DATA FOR THIS TASK

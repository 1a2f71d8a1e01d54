//! Environment-driven facilitator configuration.

/// Facilitator runtime configuration, loaded once at startup and read-only
/// afterwards.
#[derive(Debug, Clone)]
pub struct FacilitatorConfig {
    pub port: u16,
    /// HMAC key for receipt signing. Mandatory.
    pub jwt_secret: Vec<u8>,
    /// Fee percentage in [0, 50].
    pub fee_percent: f64,
    /// Basis points derived from `fee_percent` at load time.
    pub fee_bps: u32,
    /// External URL stamped into receipts.
    pub facilitator_url: String,
    /// When true (the default), transfers run through the mock executor.
    pub mock_transfers: bool,
    pub private_key: Option<String>,
    pub rpc_url: Option<String>,
    /// Receipt validity in seconds.
    pub receipt_ttl_secs: u64,
    pub rate_limit_rpm: u64,
    /// Bearer token guarding /metrics.
    pub metrics_token: Option<Vec<u8>>,
}

/// Default receipt TTL: 24 hours.
pub const DEFAULT_RECEIPT_TTL_SECS: u64 = 86_400;

impl FacilitatorConfig {
    /// Read configuration from the environment. Returns a human-readable
    /// reason on the first invalid or missing value.
    pub fn from_env() -> Result<Self, String> {
        let port: u16 = match std::env::var("PORT") {
            Ok(p) => p.parse().map_err(|_| format!("invalid PORT '{p}'"))?,
            Err(_) => 4020,
        };

        let jwt_secret = std::env::var("JWT_SECRET")
            .ok()
            .filter(|s| !s.is_empty())
            .map(String::into_bytes)
            .ok_or_else(|| {
                "JWT_SECRET is required — set it to a secure random value \
                 (e.g. `openssl rand -hex 32`)"
                    .to_string()
            })?;
        if jwt_secret.len() < 32 {
            tracing::warn!(
                "JWT_SECRET is only {} bytes (minimum 32 recommended)",
                jwt_secret.len()
            );
        }

        let fee_percent: f64 = match std::env::var("FEE_PERCENT") {
            Ok(f) => f
                .parse()
                .map_err(|_| format!("invalid FEE_PERCENT '{f}'"))?,
            Err(_) => 2.0,
        };
        if !(0.0..=50.0).contains(&fee_percent) {
            return Err(format!(
                "FEE_PERCENT must be between 0 and 50, got {fee_percent}"
            ));
        }
        let fee_bps = (fee_percent * 100.0).round() as u32;

        let facilitator_url = std::env::var("FACILITATOR_URL")
            .unwrap_or_else(|_| format!("http://localhost:{port}"));

        let mock_transfers = std::env::var("MOCK_TRANSFERS")
            .map(|v| v != "false")
            .unwrap_or(true);

        let private_key = std::env::var("FACILITATOR_PRIVATE_KEY")
            .ok()
            .filter(|s| !s.is_empty());
        let rpc_url = std::env::var("RPC_URL").ok().filter(|s| !s.is_empty());

        if !mock_transfers {
            if private_key.is_none() {
                return Err(
                    "FACILITATOR_PRIVATE_KEY is required when MOCK_TRANSFERS=false".to_string()
                );
            }
            if rpc_url.is_none() {
                return Err("RPC_URL is required when MOCK_TRANSFERS=false".to_string());
            }
        }

        let receipt_ttl_secs: u64 = std::env::var("RECEIPT_TTL_SECS")
            .ok()
            .and_then(|v| v.parse().ok())
            .unwrap_or(DEFAULT_RECEIPT_TTL_SECS);

        let rate_limit_rpm: u64 = std::env::var("RATE_LIMIT_RPM")
            .ok()
            .and_then(|v| v.parse().ok())
            .unwrap_or(120);

        let metrics_token = std::env::var("METRICS_TOKEN")
            .ok()
            .filter(|s| !s.is_empty())
            .map(String::into_bytes);

        Ok(Self {
            port,
            jwt_secret,
            fee_percent,
            fee_bps,
            facilitator_url,
            mock_transfers,
            private_key,
            rpc_url,
            receipt_ttl_secs,
            rate_limit_rpm,
            metrics_token,
        })
    }
}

WHAT IS REQUIRED
What lines above hold the word "true"? List them all.

OUTPUT BELOW
    /// When true (the default), transfers run through the mock executor.
            .unwrap_or(true);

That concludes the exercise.